Aujourd’hui les activités centrales de l’Institut se composent des «groupes» et des classes de «mouvements», de la musique et des méditations, complétées par des ateliers de travail artisanal, des études thématiques et des échanges sur les idées. L’accent est mis sur une recherche personnelle rigoureuse, librement partagée avec d’autres, où s’éprouve une relation nouvelle entre le corps, la pensée et le sentiment.

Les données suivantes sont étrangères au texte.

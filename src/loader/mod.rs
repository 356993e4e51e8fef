//! Load cycle orchestration.
//!
//! A cycle for one table: list shards, look up each shard's last checkpoint,
//! read and stage every shard in parallel, build the manifest, then run the
//! commit protocol. Nothing is committed unless every shard read cleanly.

pub mod commit;
pub mod manifest;
pub mod reader;

use chrono::Utc;
use serde::Serialize;
use snafu::prelude::*;
use std::collections::HashMap;
use std::sync::Arc;
use std::time::{Duration, Instant};
use tokio_util::sync::CancellationToken;
use tracing::{error, info};

use crate::broker::{BrokerRef, ReadLimits, ShardDescriptor, ShardReadResult};
use crate::checkpoint::{CheckpointLedger, CheckpointRow, LedgerKey, NewCheckpoint};
use crate::cluster::ClusterMetadata;
use crate::config::Config;
use crate::emit;
use crate::error::{
    LoadBrokerSnafu, LoadClusterSnafu, LoadError, LoadLedgerSnafu, NoShardsSnafu,
};
use crate::metrics::events::{CycleStatus, LoadCycleCompleted};
use crate::sequence::SequenceRange;
use crate::stage::{BlobStage, StageLayout};
use crate::warehouse::Warehouse;

pub use commit::{CommitBatch, CommitStep, LoadFailure, LoadOutcome, commit_batch};
pub use manifest::{Manifest, ManifestEntry};
pub use reader::{ShardFailure, ShardJob, ShardOutcomes, ShardReader};

/// Loader knobs taken from configuration.
#[derive(Debug, Clone)]
pub struct LoaderSettings {
    pub read_limits: ReadLimits,
    pub max_concurrent_shards: usize,
    pub max_error: u32,
    pub credentials: Option<String>,
    pub layout: StageLayout,
    pub poll_interval: Duration,
}

impl LoaderSettings {
    pub fn from_config(config: &Config) -> Self {
        let warehouse = &config.warehouse;
        Self {
            read_limits: config.loader.read_limits(),
            max_concurrent_shards: config.loader.max_concurrent_shards,
            max_error: warehouse.max_error,
            credentials: warehouse.copy_credentials.clone(),
            layout: StageLayout::new(
                warehouse.cluster_name.as_deref().unwrap_or("default"),
                warehouse.database.as_deref().unwrap_or("default"),
            ),
            poll_interval: config.loader.poll_interval(),
        }
    }
}

/// Snapshot of a cycle, detailed enough to replay or debug it.
#[derive(Debug, Clone, Default, Serialize)]
pub struct LoadContext {
    pub table: String,
    pub stream: String,
    pub shards: Vec<ShardDescriptor>,
    pub checkpoints: HashMap<String, Option<CheckpointRow>>,
    pub load_prefix: String,
    pub results: Vec<ShardReadResult>,
    pub failures: Vec<ShardFailure>,
    pub staged_urls: Vec<String>,
    pub manifest: Option<Manifest>,
    pub manifest_url: Option<String>,
}

/// Summary of a successful cycle.
#[derive(Debug, Clone, Serialize)]
pub struct LoadReport {
    pub table: String,
    pub stream: String,
    pub records_loaded: u64,
    pub shards: usize,
    pub shards_with_records: usize,
    pub manifest_url: Option<String>,
    pub duration_ms: u64,
}

/// Totals over the lifetime of [`Loader::run`].
#[derive(Debug, Clone, Default)]
pub struct RunStats {
    pub cycles: usize,
    pub failed_cycles: usize,
    pub records_loaded: u64,
}

/// Moves stream records into warehouse tables.
pub struct Loader {
    broker: BrokerRef,
    stage: BlobStage,
    warehouse: Arc<dyn Warehouse>,
    ledger: CheckpointLedger,
    cluster: Arc<dyn ClusterMetadata>,
    settings: LoaderSettings,
}

impl Loader {
    pub fn new(
        broker: BrokerRef,
        stage: BlobStage,
        warehouse: Arc<dyn Warehouse>,
        cluster: Arc<dyn ClusterMetadata>,
        settings: LoaderSettings,
    ) -> Self {
        Self {
            broker,
            stage,
            ledger: CheckpointLedger::new(warehouse.clone()),
            warehouse,
            cluster,
            settings,
        }
    }

    pub fn ledger(&self) -> &CheckpointLedger {
        &self.ledger
    }

    /// Run one load cycle for `table`.
    pub async fn load(&self, table: &str) -> Result<LoadReport, LoadError> {
        let started = Instant::now();
        let result = self.load_cycle(table, started).await;

        let status = match &result {
            Ok(report) if report.records_loaded == 0 && report.manifest_url.is_none() => {
                CycleStatus::Empty
            }
            Ok(_) => CycleStatus::Loaded,
            Err(LoadError::Rejected { .. }) => CycleStatus::Rejected,
            Err(_) => CycleStatus::Failed,
        };
        emit!(LoadCycleCompleted {
            table: table.to_string(),
            status,
            duration: started.elapsed(),
        });
        result
    }

    async fn load_cycle(&self, table: &str, started: Instant) -> Result<LoadReport, LoadError> {
        let stream = self
            .broker
            .stream_name(table)
            .context(LoadBrokerSnafu { table })?;
        let shards = self
            .broker
            .shard_descriptors(&stream)
            .await
            .context(LoadBrokerSnafu { table })?;
        ensure!(!shards.is_empty(), NoShardsSnafu { stream: &stream });

        let slices = self.cluster.slice_count().await.context(LoadClusterSnafu)?;
        let checkpoints = self
            .ledger
            .last_checkpoints(table, &stream, &shards)
            .await
            .context(LoadLedgerSnafu { stream: &stream })?;

        let load_prefix = self.settings.layout.load_prefix(table, Utc::now());
        info!(
            table,
            stream = %stream,
            shards = shards.len(),
            slices,
            prefix = %load_prefix,
            broker = self.broker.kind(),
            "Starting load cycle"
        );

        let jobs = shards
            .iter()
            .map(|shard| ShardJob {
                stream: stream.clone(),
                shard: shard.clone(),
                resume_after: checkpoints
                    .get(&shard.shard_id)
                    .and_then(|row| row.as_ref())
                    .map(|row| row.ending_sequence_number.clone()),
            })
            .collect();
        let reader = Arc::new(ShardReader::new(
            self.broker.clone(),
            self.stage.clone(),
            self.settings.read_limits.clone(),
            slices,
            load_prefix.clone(),
        ));
        let outcomes = reader
            .read_all(jobs, self.settings.max_concurrent_shards)
            .await;

        let mut context = LoadContext {
            table: table.to_string(),
            stream: stream.clone(),
            shards,
            checkpoints,
            load_prefix,
            staged_urls: outcomes
                .results
                .iter()
                .flat_map(|r| r.staged_blob_urls.iter().cloned())
                .collect(),
            results: outcomes.results,
            failures: outcomes.failures,
            ..Default::default()
        };

        if !context.failures.is_empty() {
            return Err(LoadError::ShardRead {
                context: Box::new(context),
            });
        }

        let manifest = Manifest::from_results(&context.results);
        let shards_with_records = context.results.iter().filter(|r| r.records > 0).count();
        if manifest.is_empty() {
            info!(table, stream = %stream, "No new records in any shard");
            return Ok(LoadReport {
                table: context.table,
                stream: context.stream,
                records_loaded: 0,
                shards: context.shards.len(),
                shards_with_records,
                manifest_url: None,
                duration_ms: started.elapsed().as_millis() as u64,
            });
        }

        let manifest_url = match manifest.upload(&self.stage, &context.load_prefix).await {
            Ok(url) => url,
            Err(source) => {
                context.manifest = Some(manifest);
                return Err(LoadError::LoadManifest {
                    context: Box::new(context),
                    source,
                });
            }
        };
        context.manifest_url = Some(manifest_url.clone());

        let batch = CommitBatch {
            table: table.to_string(),
            stream: stream.clone(),
            candidates: candidates(table, &stream, &context.results),
            observed: context.checkpoints.clone(),
            manifest_url: manifest_url.clone(),
            files: manifest.urls(),
            max_error: self.settings.max_error,
            credentials: self.settings.credentials.clone(),
        };
        context.manifest = Some(manifest);

        let outcome = commit_batch(self.warehouse.as_ref(), &batch).await;
        if !outcome.success {
            return Err(LoadError::Rejected {
                context: Box::new(context),
                outcome,
            });
        }

        Ok(LoadReport {
            table: context.table,
            stream: context.stream,
            records_loaded: outcome.records_loaded.unwrap_or(0),
            shards: context.shards.len(),
            shards_with_records,
            manifest_url: Some(manifest_url),
            duration_ms: started.elapsed().as_millis() as u64,
        })
    }

    /// Load every table once per poll interval until `shutdown` fires.
    ///
    /// A failed cycle is logged and retried on the next poll.
    pub async fn run(&self, tables: &[String], shutdown: CancellationToken) -> RunStats {
        let mut stats = RunStats::default();
        info!(tables = ?tables, "Starting loader");

        'poll: loop {
            for table in tables {
                let result = tokio::select! {
                    biased;

                    _ = shutdown.cancelled() => {
                        info!("Shutdown requested during load cycle");
                        break 'poll;
                    }
                    result = self.load(table) => result,
                };

                stats.cycles += 1;
                match result {
                    Ok(report) => {
                        stats.records_loaded += report.records_loaded;
                        info!(
                            table = %report.table,
                            records = report.records_loaded,
                            duration_ms = report.duration_ms,
                            "Load cycle complete"
                        );
                    }
                    Err(e) => {
                        stats.failed_cycles += 1;
                        error!(table = %table, error = %snafu::Report::from_error(e), "Load cycle failed");
                    }
                }
            }

            info!(
                "Waiting {}s before next poll",
                self.settings.poll_interval.as_secs()
            );
            tokio::select! {
                _ = shutdown.cancelled() => {
                    info!("Shutdown requested during poll wait");
                    break;
                }
                _ = tokio::time::sleep(self.settings.poll_interval) => {}
            }
        }

        info!(?stats, "Loader stopped");
        stats
    }
}

/// One checkpoint candidate per shard that read records.
fn candidates(table: &str, stream: &str, results: &[ShardReadResult]) -> Vec<NewCheckpoint> {
    results
        .iter()
        .filter(|r| r.records > 0)
        .filter_map(|r| {
            let start = r.starting_sequence_number.clone()?;
            let end = r.ending_sequence_number.clone()?;
            Some(NewCheckpoint {
                key: LedgerKey::new(table, stream, &r.shard_id),
                range: SequenceRange::new(start, end),
            })
        })
        .collect()
}

#[cfg(test)]
mod tests {
    use super::*;
    use crate::sequence::SequenceNumber;

    fn result(shard: &str, records: usize, bounds: Option<(u64, u64)>) -> ShardReadResult {
        ShardReadResult {
            shard_id: shard.into(),
            records,
            starting_sequence_number: bounds.map(|(s, _)| SequenceNumber::from(s)),
            ending_sequence_number: bounds.map(|(_, e)| SequenceNumber::from(e)),
            next_iterator: None,
            staged_blob_urls: Vec::new(),
        }
    }

    #[test]
    fn test_candidates_skip_empty_shards() {
        let results = vec![
            result("s1", 150, Some((1000, 1150))),
            result("s2", 0, None),
        ];
        let candidates = candidates("clicks", "a.b.clicks", &results);
        assert_eq!(candidates.len(), 1);
        assert_eq!(candidates[0].key, LedgerKey::new("clicks", "a.b.clicks", "s1"));
        assert_eq!(
            candidates[0].range,
            SequenceRange::new(1000u64.into(), 1150u64.into())
        );
    }

    #[test]
    fn test_context_serializes_for_replay() {
        let context = LoadContext {
            table: "clicks".into(),
            stream: "a.b.clicks".into(),
            results: vec![result("s1", 2, Some((5, 6)))],
            failures: vec![ShardFailure {
                shard_id: "s2".into(),
                error: "boom".into(),
            }],
            ..Default::default()
        };
        let json = serde_json::to_value(&context).unwrap();
        assert_eq!(json["results"][0]["starting_sequence_number"], "5");
        assert_eq!(json["failures"][0]["shard_id"], "s2");
    }
}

L’enseignement de Gurdjieff

 

Cet enseignement dit de la quatrième voie est essentiellement axé sur le développement harmonieux de l’homme afin qu’il puisse se manifester dans sa globalité et jouer pleinement le rôle qui lui revient. C’est un chemin conduisant à la connaissance de soi, une voie d’éveil de la conscience capable de toucher l’homme contemporain, tel qu’il est, dans la vie qu’il mène. A l’écart des voies religieuses, ne s’appuyant sur aucun dogme ni rituel, son enseignement appelle une compréhension de tout l’être et une vérification personnelle, indissociables d’une expérience directe et d’une mise à l’épreuve pratique de ses principes. Exprimée dans un langage proche de celui de la psychologie et de la science, cette connaissance vise tout d’abord à une harmonisation des fonctions mentales, émotionnelles et instinctivo-motrices, préalable incontournable, selon G. I. Gurdjieff, à un accès à des états supérieurs de conscience. La voie spirituelle apportée par G. I. Gurdjieff, dans laquelle les grandes lois cosmiques ont leur rôle, est ainsi une véritable science de la vie intérieure, où le chercheur est conduit à une « découverte progressive d’une dimension de l’être qui seule a le pouvoir de l’unifier, de le soumettre et de le transformer.» On rejoint là le cœur, le noyau transcendant de toutes les grandes traditions spirituelles.